Because of their antibacterial qualities, ajwain seeds may be used to cure scalp inflammation. This Ajwain benefit may be gained with rather simple treatments. Apply ajwain seeds and lemon juice on the scalp and wait a few minutes before washing. Ajwain seeds may also be soaked in lukewarm water (two parts cold water, one part boiling water) and applied to the scalp.

Other concerns with hair are addressed

Other hair issues that ajwain seeds might assist with include wet hair, scalp rashes, and scalp irritation. Boil Ajwain seeds in your favourite hair oil (coconut, mustard, etc.) and massage them into the scalp. Another approach is to use the same oil as before and add crushed Ajwain seeds or powder to the container. You may leave the oil on the scalp overnight or for at least an hour before washing it in both cases.

Cleanses face

Apart from the many ajwain hair advantages, these seeds are also good for your skin. The thyme in carom seeds helps to reduce bacterial development on your skin. Using ajwain seeds on a daily basis can help you get cleaner skin faster than ever before.

Skin Infection Prevention

Ajwain includes a unique ingredient called thymol. It acts as an antibacterial and effectively cures wounds and injuries. However, make sure that the cut or wound is an ordinary cut or a chronic condition before placing the seeds. Consult a dermatologist if you're uncertain about the injury.
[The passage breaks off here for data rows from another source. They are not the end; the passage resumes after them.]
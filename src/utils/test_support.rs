/// Some CI sandboxes forbid binding localhost sockets; httpmock-backed tests
/// bail out instead of failing there.
pub fn should_skip_httpmock() -> bool {
    match std::net::TcpListener::bind(("127.0.0.1", 0)) {
        Ok(_) => false,
        Err(err) if err.kind() == std::io::ErrorKind::PermissionDenied => {
            eprintln!("skipping httpmock test: sandbox forbids binding to localhost");
            true
        }
        Err(err) => panic!("failed to bind localhost for httpmock tests: {err}"),
    }
}
use std::path::PathBuf;

use crate::providers::OpenRouterChat;
use crate::{RelayError, Result};

pub(crate) const OPTIMIZER_MODEL: &str = "anthropic/claude-3.5-sonnet";
pub const DEFAULT_ROLE_FILE: &str = "prompt-optimizer-role.txt";

const DEFAULT_ROLE_PROMPT: &str = "You are an expert at writing prompts for AI image \
generation models. Rewrite the prompt you are given into a more precise, more effective \
version for the target model, keeping the original intent.";

const TRANSLATOR_ROLE_PROMPT: &str = "You are a professional translator. Translate the \
prompt you are given into accurate English, preserving technical terms, and return only \
the translation.";

/// Model families that only accept English prompts; their optimized prompt
/// gets a second, translation pass.
const ENGLISH_ONLY_TARGETS: &[&str] = &["flux", "kontext", "krea"];

const OPTIMIZE_MAX_TOKENS: u32 = 1000;
const OPTIMIZE_TEMPERATURE: f64 = 0.7;
const TRANSLATE_TEMPERATURE: f64 = 0.3;

/// Rewrites a user's raw prompt through a general-purpose text model, with
/// an optional machine-translation pass for English-only target models.
pub struct PromptOptimizer {
    chat: OpenRouterChat,
    role_file: PathBuf,
}

impl PromptOptimizer {
    pub fn new(chat: OpenRouterChat) -> Self {
        Self {
            chat: chat.with_model(OPTIMIZER_MODEL),
            role_file: PathBuf::from(DEFAULT_ROLE_FILE),
        }
    }

    pub fn with_role_file(mut self, path: impl Into<PathBuf>) -> Self {
        self.role_file = path.into();
        self
    }

    /// The optimizer persona is operator-editable on disk; an unreadable or
    /// empty file falls back to the built-in prompt.
    async fn role_prompt(&self) -> String {
        match tokio::fs::read_to_string(&self.role_file).await {
            Ok(contents) if !contents.trim().is_empty() => contents,
            Ok(_) => DEFAULT_ROLE_PROMPT.to_string(),
            Err(err) => {
                tracing::warn!(
                    path = %self.role_file.display(),
                    %err,
                    "could not read optimizer role file"
                );
                DEFAULT_ROLE_PROMPT.to_string()
            }
        }
    }

    pub async fn optimize(&self, prompt: &str, target_model: &str) -> Result<String> {
        let system_prompt = self.role_prompt().await;
        let user_prompt = format!(
            "Optimize the following prompt for the {target_model} model:\n\n\
             Original prompt: {prompt}\n\n\
             Return only the optimized prompt, without explanations or prefixes."
        );
        let optimized = self
            .chat
            .complete_text(
                &system_prompt,
                &user_prompt,
                OPTIMIZE_MAX_TOKENS,
                OPTIMIZE_TEMPERATURE,
            )
            .await?;
        let mut optimized = if optimized.is_empty() {
            prompt.to_string()
        } else {
            optimized
        };

        if needs_english(target_model) {
            let user_prompt = format!(
                "Translate the following prompt into English:\n\n{optimized}\n\n\
                 Return only the English translation, without explanations or prefixes."
            );
            match self
                .chat
                .complete_text(
                    TRANSLATOR_ROLE_PROMPT,
                    &user_prompt,
                    OPTIMIZE_MAX_TOKENS,
                    TRANSLATE_TEMPERATURE,
                )
                .await
            {
                Ok(translated) if !translated.is_empty() => optimized = translated,
                Ok(_) => {}
                // Upstream rejecting the translation is degraded mode, not
                // failure; transport errors still propagate.
                Err(RelayError::Api { status, .. }) => {
                    tracing::warn!(%status, "translation failed, keeping untranslated prompt");
                }
                Err(err) => return Err(err),
            }
        }

        Ok(optimized)
    }
}

fn needs_english(target_model: &str) -> bool {
    let target = target_model.to_lowercase();
    ENGLISH_ONLY_TARGETS.iter().any(|known| *known == target)
}
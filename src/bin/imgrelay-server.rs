use imgrelay::{Dispatcher, Env, RelayState, server};
use tracing_subscriber::EnvFilter;

const USAGE: &str =
    "usage: imgrelay-server [--listen HOST:PORT] [--static-dir PATH] [--role-file PATH] [--dotenv PATH]";

#[tokio::main]
async fn main() -> Result<(), Box<dyn std::error::Error>> {
    tracing_subscriber::fmt()
        .with_env_filter(EnvFilter::try_from_default_env().unwrap_or_else(|_| EnvFilter::new("info")))
        .init();

    let mut listen = "127.0.0.1:8000".to_string();
    let mut static_dir: Option<String> = None;
    let mut role_file: Option<String> = None;
    let mut dotenv_path: Option<String> = None;

    let mut args = std::env::args().skip(1);
    while let Some(arg) = args.next() {
        match arg.as_str() {
            "--listen" | "--addr" => {
                listen = args.next().ok_or("missing value for --listen/--addr")?;
            }
            "--static-dir" => {
                static_dir = Some(args.next().ok_or("missing value for --static-dir")?);
            }
            "--role-file" => {
                role_file = Some(args.next().ok_or("missing value for --role-file")?);
            }
            "--dotenv" => {
                dotenv_path = Some(args.next().ok_or("missing value for --dotenv")?);
            }
            "--help" | "-h" => {
                println!("{USAGE}");
                return Ok(());
            }
            other => {
                return Err(format!("unknown argument: {other}\n{USAGE}").into());
            }
        }
    }

    let env = match dotenv_path {
        Some(path) => Env::parse_dotenv(&std::fs::read_to_string(&path)?),
        None => Env::default(),
    };

    let mut state = RelayState::new(Dispatcher::new(env));
    if let Some(dir) = static_dir {
        state = state.with_static_dir(dir);
    }
    if let Some(path) = role_file {
        state = state.with_role_file(path);
    }

    let app = server::router(state);
    let listener = tokio::net::TcpListener::bind(&listen).await?;
    tracing::info!(%listen, "imgrelay listening");
    axum::serve(listener, app).await?;
    Ok(())
}
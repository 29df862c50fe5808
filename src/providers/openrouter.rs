use std::time::Duration;

use serde::Deserialize;
use serde_json::{Value, json};

use crate::types::Generation;
use crate::utils::http::send_checked_json;
use crate::{RelayError, Result};

pub(crate) const DEFAULT_BASE_URL: &str = "https://openrouter.ai/api/v1";

/// Upstream model id behind the `nanobanana` target.
pub const GEMINI_IMAGE_MODEL: &str = "google/gemini-2.5-flash-image-preview";
/// Upstream model id behind the `chatgpt` target.
pub const GPT_IMAGE_MODEL: &str = "openai/gpt-5-image-mini";

const NO_CONTENT_SENTINEL: &str = "[model returned no usable content]";
const DATA_URL_PREFIX: &str = "data:image/";
const HTTP_TIMEOUT: Duration = Duration::from_secs(300);

pub(crate) fn default_http_client() -> reqwest::Client {
    reqwest::Client::builder()
        .timeout(HTTP_TIMEOUT)
        .build()
        .unwrap_or_else(|_| reqwest::Client::new())
}

pub(crate) fn join_endpoint(base_url: &str, endpoint: &str) -> String {
    let base = base_url.trim_end_matches('/');
    let endpoint = endpoint.trim_start_matches('/');
    format!("{base}/{endpoint}")
}

/// Chat-completions client for OpenRouter-hosted models. Covers the two
/// conversational image models and the text model the prompt optimizer
/// calls; exactly one attempt per call, no retry.
#[derive(Clone)]
pub struct OpenRouterChat {
    http: reqwest::Client,
    base_url: String,
    api_key: String,
    model: String,
}

impl OpenRouterChat {
    pub fn new(api_key: impl Into<String>) -> Self {
        Self {
            http: default_http_client(),
            base_url: DEFAULT_BASE_URL.to_string(),
            api_key: api_key.into(),
            model: GEMINI_IMAGE_MODEL.to_string(),
        }
    }

    pub fn with_http_client(mut self, http: reqwest::Client) -> Self {
        self.http = http;
        self
    }

    pub fn with_base_url(mut self, base_url: impl Into<String>) -> Self {
        self.base_url = base_url.into();
        self
    }

    pub fn with_model(mut self, model: impl Into<String>) -> Self {
        self.model = model.into();
        self
    }

    fn ensure_api_key(&self) -> Result<&str> {
        let key = self.api_key.trim();
        if key.is_empty() {
            return Err(RelayError::MissingApiKey(
                "OpenRouter call attempted with an empty API key.".to_string(),
            ));
        }
        Ok(key)
    }

    fn chat_completions_url(&self) -> String {
        join_endpoint(&self.base_url, "chat/completions")
    }

    /// Submit one multimodal user message (text part first, then one
    /// `image_url` part per reference image, order preserved) and classify
    /// the answer as an image or prose.
    pub async fn generate_image(&self, prompt: &str, images: &[String]) -> Result<Generation> {
        let api_key = self.ensure_api_key()?;

        let mut parts = vec![json!({ "type": "text", "text": prompt })];
        parts.extend(
            images
                .iter()
                .map(|url| json!({ "type": "image_url", "image_url": { "url": url } })),
        );
        let payload = json!({
            "model": self.model,
            "messages": [{ "role": "user", "content": parts }],
        });

        tracing::debug!(model = %self.model, images = images.len(), "submitting chat completion");
        let response: ChatCompletionResponse = send_checked_json(
            self.http
                .post(self.chat_completions_url())
                .bearer_auth(api_key)
                .json(&payload),
        )
        .await?;

        Ok(classify_message(response.into_message()))
    }

    /// Plain text completion (system + user), used for prompt rewriting.
    /// Returns the trimmed assistant text, empty when the model sent none.
    pub async fn complete_text(
        &self,
        system_prompt: &str,
        user_prompt: &str,
        max_tokens: u32,
        temperature: f64,
    ) -> Result<String> {
        let api_key = self.ensure_api_key()?;

        let payload = json!({
            "model": self.model,
            "messages": [
                { "role": "system", "content": system_prompt },
                { "role": "user", "content": user_prompt },
            ],
            "max_tokens": max_tokens,
            "temperature": temperature,
        });

        let response: ChatCompletionResponse = send_checked_json(
            self.http
                .post(self.chat_completions_url())
                .bearer_auth(api_key)
                .json(&payload),
        )
        .await?;

        Ok(response
            .into_message()
            .as_ref()
            .and_then(ChatMessage::text)
            .map(|text| text.trim().to_string())
            .unwrap_or_default())
    }
}

#[derive(Debug, Deserialize)]
struct ChatCompletionResponse {
    #[serde(default)]
    choices: Vec<ChatChoice>,
}

impl ChatCompletionResponse {
    fn into_message(self) -> Option<ChatMessage> {
        self.choices.into_iter().next().and_then(|c| c.message)
    }
}

#[derive(Debug, Deserialize)]
struct ChatChoice {
    #[serde(default)]
    message: Option<ChatMessage>,
}

#[derive(Debug, Default, Deserialize)]
struct ChatMessage {
    #[serde(default)]
    images: Vec<ChatImagePart>,
    #[serde(default)]
    content: Option<Value>,
}

#[derive(Debug, Deserialize)]
struct ChatImagePart {
    #[serde(default)]
    image_url: Option<ChatImageUrl>,
}

#[derive(Debug, Deserialize)]
struct ChatImageUrl {
    url: String,
}

impl ChatMessage {
    fn image_url(&self) -> Option<&str> {
        self.images
            .first()
            .and_then(|part| part.image_url.as_ref())
            .map(|image| image.url.as_str())
    }

    fn text(&self) -> Option<&str> {
        self.content.as_ref().and_then(Value::as_str)
    }
}

/// Four-way classification of a chat answer, nested image reference first,
/// then an inlined data URL, then any non-empty prose, then the sentinel.
fn classify_message(message: Option<ChatMessage>) -> Generation {
    let Some(message) = message else {
        return Generation::Text {
            content: NO_CONTENT_SENTINEL.to_string(),
        };
    };
    if let Some(url) = message.image_url() {
        return Generation::Image {
            url: url.to_string(),
        };
    }
    match message.text() {
        Some(content) if content.starts_with(DATA_URL_PREFIX) => Generation::Image {
            url: content.to_string(),
        },
        Some(content) if !content.trim().is_empty() => Generation::Text {
            content: content.to_string(),
        },
        _ => Generation::Text {
            content: NO_CONTENT_SENTINEL.to_string(),
        },
    }
}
Reduces scarring from pimples

Ajwain not only removes acne scars but also helps to remove pimple scars from your skin, making your face seem fresh and clean.

Take Away

When eaten in little amounts, ajwain seeds are completely safe and seldom produce any side effects. On the other hand, excessive ingestion might result in nausea, vomiting, mouth ulcers, and heartburn. Ajwain should be avoided if you have a liver problem since it promotes gastrointestinal secretion. Ajwain may drop blood pressure, thus it's best to avoid it if you're on blood pressure medication. Ajwain should also be avoided before surgery since it causes blood clotting to slow down.